§ **Exercise prompt**: In which lines of the data does the string "when" appear? Copy every one.

_ _ _ _

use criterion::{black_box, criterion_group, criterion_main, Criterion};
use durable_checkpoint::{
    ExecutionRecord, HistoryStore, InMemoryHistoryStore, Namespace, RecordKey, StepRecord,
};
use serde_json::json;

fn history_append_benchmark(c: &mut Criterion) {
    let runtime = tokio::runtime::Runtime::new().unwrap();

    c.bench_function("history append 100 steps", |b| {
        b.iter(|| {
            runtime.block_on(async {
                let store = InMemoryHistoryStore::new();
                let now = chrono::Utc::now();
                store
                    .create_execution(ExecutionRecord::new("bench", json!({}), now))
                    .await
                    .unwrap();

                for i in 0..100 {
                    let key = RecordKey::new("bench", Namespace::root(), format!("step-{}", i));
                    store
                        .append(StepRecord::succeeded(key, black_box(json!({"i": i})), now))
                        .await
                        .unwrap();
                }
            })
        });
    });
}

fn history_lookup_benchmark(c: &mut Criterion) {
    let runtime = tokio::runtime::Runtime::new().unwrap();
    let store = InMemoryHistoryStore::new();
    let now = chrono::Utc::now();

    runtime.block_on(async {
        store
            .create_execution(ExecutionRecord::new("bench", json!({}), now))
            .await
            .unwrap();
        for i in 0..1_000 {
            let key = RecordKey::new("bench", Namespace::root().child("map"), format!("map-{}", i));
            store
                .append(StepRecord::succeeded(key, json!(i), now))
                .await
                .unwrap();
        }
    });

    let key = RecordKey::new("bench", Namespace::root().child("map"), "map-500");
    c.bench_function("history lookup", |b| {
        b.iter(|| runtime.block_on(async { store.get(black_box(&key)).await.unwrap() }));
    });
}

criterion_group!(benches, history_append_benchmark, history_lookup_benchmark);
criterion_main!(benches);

_ _ _ _

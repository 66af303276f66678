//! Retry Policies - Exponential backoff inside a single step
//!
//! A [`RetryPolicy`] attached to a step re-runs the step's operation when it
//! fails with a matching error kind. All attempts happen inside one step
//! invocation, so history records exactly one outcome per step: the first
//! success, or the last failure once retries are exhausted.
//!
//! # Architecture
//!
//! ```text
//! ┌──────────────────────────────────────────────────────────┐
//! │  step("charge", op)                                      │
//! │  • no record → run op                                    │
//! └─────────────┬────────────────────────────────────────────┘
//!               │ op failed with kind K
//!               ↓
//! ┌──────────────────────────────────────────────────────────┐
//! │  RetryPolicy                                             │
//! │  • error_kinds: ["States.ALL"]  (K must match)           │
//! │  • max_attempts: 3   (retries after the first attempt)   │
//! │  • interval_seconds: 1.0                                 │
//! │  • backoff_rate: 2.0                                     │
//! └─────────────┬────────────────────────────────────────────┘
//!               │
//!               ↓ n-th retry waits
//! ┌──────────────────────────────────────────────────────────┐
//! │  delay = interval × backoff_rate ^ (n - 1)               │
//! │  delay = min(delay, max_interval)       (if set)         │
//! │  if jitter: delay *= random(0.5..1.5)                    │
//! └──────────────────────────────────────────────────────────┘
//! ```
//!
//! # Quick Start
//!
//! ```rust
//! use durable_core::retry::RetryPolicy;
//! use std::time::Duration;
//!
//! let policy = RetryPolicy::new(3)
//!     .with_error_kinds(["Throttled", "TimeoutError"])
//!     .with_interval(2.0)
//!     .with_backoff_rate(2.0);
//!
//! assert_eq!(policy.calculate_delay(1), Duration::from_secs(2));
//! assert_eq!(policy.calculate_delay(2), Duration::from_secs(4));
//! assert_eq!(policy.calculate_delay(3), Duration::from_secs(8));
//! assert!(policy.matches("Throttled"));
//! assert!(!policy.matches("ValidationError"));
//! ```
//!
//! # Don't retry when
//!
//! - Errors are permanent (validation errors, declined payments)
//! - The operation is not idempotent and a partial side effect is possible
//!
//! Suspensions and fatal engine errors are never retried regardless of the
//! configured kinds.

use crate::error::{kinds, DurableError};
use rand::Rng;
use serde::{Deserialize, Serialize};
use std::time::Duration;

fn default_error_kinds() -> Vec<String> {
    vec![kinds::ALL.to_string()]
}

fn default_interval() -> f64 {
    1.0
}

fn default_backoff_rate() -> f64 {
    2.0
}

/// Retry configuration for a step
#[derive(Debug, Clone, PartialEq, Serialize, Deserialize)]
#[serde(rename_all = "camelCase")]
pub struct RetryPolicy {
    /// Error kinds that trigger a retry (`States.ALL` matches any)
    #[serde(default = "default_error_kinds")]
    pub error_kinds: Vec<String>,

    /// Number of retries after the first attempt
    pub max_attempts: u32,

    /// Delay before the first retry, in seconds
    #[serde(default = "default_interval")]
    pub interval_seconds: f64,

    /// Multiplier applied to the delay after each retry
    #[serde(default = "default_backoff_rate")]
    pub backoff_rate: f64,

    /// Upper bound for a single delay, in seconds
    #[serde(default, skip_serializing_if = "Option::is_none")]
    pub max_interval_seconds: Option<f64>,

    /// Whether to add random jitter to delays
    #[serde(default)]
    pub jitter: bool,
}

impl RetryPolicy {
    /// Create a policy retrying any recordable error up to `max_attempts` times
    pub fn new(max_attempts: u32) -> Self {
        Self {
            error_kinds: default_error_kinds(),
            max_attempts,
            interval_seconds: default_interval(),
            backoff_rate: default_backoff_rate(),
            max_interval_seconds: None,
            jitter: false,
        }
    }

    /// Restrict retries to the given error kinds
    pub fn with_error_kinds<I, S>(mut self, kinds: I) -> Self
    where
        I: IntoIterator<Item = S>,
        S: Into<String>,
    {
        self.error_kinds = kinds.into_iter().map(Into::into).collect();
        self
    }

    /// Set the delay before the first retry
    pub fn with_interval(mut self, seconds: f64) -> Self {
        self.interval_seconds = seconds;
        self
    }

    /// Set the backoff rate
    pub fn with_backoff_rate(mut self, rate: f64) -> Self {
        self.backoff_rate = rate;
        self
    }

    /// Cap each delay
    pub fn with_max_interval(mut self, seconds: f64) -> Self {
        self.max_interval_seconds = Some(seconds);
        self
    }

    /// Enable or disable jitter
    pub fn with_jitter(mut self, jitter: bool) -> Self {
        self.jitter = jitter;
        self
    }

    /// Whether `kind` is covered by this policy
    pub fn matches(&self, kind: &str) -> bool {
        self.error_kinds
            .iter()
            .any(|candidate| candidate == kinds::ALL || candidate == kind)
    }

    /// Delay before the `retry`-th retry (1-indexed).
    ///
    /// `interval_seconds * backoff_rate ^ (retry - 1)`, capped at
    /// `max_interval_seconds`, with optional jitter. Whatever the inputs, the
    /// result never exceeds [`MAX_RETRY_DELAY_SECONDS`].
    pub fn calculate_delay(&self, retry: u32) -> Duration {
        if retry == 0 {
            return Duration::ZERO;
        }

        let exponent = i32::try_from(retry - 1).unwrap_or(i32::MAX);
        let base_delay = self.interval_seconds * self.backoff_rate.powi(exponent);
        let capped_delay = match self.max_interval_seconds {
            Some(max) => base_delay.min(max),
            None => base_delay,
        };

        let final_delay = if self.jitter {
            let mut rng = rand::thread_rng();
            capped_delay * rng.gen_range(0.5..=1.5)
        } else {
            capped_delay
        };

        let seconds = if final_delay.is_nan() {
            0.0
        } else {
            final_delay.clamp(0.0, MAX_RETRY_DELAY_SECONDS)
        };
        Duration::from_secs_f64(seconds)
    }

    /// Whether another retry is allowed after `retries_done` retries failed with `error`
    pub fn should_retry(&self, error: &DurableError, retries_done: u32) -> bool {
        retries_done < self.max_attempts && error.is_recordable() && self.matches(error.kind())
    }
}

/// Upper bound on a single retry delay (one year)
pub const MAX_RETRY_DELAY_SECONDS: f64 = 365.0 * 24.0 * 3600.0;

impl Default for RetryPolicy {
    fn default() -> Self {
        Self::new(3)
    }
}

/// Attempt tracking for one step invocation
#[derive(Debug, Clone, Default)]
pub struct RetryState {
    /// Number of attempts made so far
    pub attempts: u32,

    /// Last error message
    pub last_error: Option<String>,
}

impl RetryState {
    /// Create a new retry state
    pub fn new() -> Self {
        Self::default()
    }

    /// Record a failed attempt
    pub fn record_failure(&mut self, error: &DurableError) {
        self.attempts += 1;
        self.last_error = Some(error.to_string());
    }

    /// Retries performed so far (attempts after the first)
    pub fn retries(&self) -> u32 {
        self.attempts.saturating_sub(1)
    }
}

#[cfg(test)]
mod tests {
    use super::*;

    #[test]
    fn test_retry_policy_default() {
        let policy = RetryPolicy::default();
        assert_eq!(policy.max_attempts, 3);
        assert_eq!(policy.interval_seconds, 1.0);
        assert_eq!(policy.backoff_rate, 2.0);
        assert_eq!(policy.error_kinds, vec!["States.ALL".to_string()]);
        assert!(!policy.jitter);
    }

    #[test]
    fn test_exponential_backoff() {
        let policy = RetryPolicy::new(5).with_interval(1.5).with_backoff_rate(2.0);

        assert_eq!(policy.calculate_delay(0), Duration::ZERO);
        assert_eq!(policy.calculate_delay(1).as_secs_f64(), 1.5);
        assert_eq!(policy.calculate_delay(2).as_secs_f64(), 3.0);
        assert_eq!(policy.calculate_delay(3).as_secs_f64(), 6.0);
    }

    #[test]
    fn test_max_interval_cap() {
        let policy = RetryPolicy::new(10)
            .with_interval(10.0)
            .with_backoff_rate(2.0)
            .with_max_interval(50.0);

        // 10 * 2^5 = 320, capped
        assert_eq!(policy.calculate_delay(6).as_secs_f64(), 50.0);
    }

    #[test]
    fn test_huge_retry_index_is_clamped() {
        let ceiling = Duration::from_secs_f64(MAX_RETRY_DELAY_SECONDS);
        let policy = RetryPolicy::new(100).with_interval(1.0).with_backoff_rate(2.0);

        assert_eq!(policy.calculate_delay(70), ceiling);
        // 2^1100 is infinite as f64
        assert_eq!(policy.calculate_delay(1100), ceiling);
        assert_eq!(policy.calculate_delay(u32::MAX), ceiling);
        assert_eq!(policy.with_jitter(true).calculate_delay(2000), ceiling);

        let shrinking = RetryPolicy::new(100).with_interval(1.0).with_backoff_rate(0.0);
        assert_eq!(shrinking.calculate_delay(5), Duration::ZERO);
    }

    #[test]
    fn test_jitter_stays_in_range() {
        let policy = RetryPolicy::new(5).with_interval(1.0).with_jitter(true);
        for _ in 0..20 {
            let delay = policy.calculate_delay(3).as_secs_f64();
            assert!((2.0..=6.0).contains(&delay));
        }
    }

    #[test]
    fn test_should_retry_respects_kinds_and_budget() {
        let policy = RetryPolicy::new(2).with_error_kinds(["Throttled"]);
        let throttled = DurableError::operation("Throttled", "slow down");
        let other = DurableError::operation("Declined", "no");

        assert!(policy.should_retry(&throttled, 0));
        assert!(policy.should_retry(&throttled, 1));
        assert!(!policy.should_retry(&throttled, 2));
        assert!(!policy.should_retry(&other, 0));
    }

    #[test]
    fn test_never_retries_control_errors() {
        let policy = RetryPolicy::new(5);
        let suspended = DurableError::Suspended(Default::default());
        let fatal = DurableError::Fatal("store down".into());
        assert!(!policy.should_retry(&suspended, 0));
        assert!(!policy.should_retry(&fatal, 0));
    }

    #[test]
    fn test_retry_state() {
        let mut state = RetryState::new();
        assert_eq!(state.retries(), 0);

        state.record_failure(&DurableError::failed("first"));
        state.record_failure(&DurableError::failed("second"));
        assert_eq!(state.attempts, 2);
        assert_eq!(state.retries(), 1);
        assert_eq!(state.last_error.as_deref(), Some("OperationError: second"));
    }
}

_ _ _ _

§ **Answer for this exercise**:
//! A [`RetryPolicy`] attached to a step re-runs the step's operation when it
//! # Don't retry when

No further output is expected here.